I also have a unique opportunity to talk about gay shame, but it’s usually not a particularly welcome topic of conversation. Most of the people I see are initially dismissive of the need to talk about internalized homophobia—gay shame’s dressed up name—and don’t particularly want to revisit the homo-humiliations of the past. It’s as if, having come so far and sacrificed so much to live our lives as out lesbians and gay men, we don’t want to look at the scars we picked up along the way.

But I’m starting to think it’s more and more important that we do.

My friend Tom has a saying—everything that has a front also has a backside. The bigger the front is, the bigger its backside is likely to be. As we embrace our gay selves and celebrate our lives, maybe we should consider shedding some light on the remaining aspects of shame that linger within us.

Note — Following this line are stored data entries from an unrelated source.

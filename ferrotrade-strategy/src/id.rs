use derive_more::Display;
use serde::{Deserialize, Serialize};
use smol_str::SmolStr;

/// Opaque identifier distinguishing concurrently-registered policy instances
/// in a [`crate::registry::StrategyRegistry`].
#[derive(Debug, Clone, PartialEq, Eq, Hash, Display, Serialize, Deserialize)]
pub struct StrategyId(SmolStr);

impl StrategyId {
    pub fn new(id: impl Into<SmolStr>) -> Self {
        Self(id.into())
    }

    pub fn as_str(&self) -> &str {
        &self.0
    }
}

impl From<&str> for StrategyId {
    fn from(value: &str) -> Self {
        Self::new(value)
    }
}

Shame and humiliation are the bitter fruits that made up most of our diet as maturing gays-to-be. Even as little children, long before our first forays into conscious gaydom, we knew something was going on and we knew we had better hide it. That impulse—to cover up, to deny, to dissuade—lives on within us. To the extent that we still struggle with self-destructive impulses, that’s gay shame alive in us. Abusing drugs or alcohol, being unable to forge lasting and meaningful intimate relationships, keeping ourselves isolated, or in a hundred different ways remaining malnourished is proof that we remain, in some measure, stuck on the shame diet.

It’s vital to recognize that shame is one of human development’s most powerful emotional tools. Shame plays a necessary, if painful, role in our maturation as we come to understand what is appropriate behavior and what is not. As kids, we all received thousands of messages from the people who raised us and the community we grew up in about what constituted shameful behavior—lying, acting selfishly, hurting others were all rightly branded as shameful acts. When we broke these taboos, we felt flooded by humiliated exposure or shame.

But we also met this feeling when we recognized our same-sex desires, those attractions and contacts that made us feel most excited, happy, and fulfilled. As we struggled to come out, we fought against the powerful, self-abnegating force of shame. That feeling, of being ashamed of what we do and its connection to who we are, is similar to the ravages of racism, sexism, and transphobia that exercise a corrosive effect on self-esteem. It’s no wonder that adult gay men and women would avoid that feeling, almost at all costs.

But as we pump our self-esteem, we run some risks. Focusing to a surfeit on externals like appearance or status symbols just covers over the shame underneath. Gay Pride celebrations often seem to celebrate exactly these balms to bruised self-image. They are wonderful expressions of community growth and support, but they can sometimes mask the burdens of shame that remain underneath.

Now in the dark, short days of December and early January, as one year comes to an end and another begins, it’s the perfect moment to spend a little time exploring the dark side of pride. If we ask ourselves how shame still whispers quietly in our ears that we aren’t good enough, pretty enough, or ultimately loveable enough, we can better understand the mechanism of shame and call homophobia, both internal and external, exactly what it is—a lie. When we tell the truth about who we are and publicly share ourselves, bruises and all, we take away shame’s power and strengthen our pride, all throughout the year.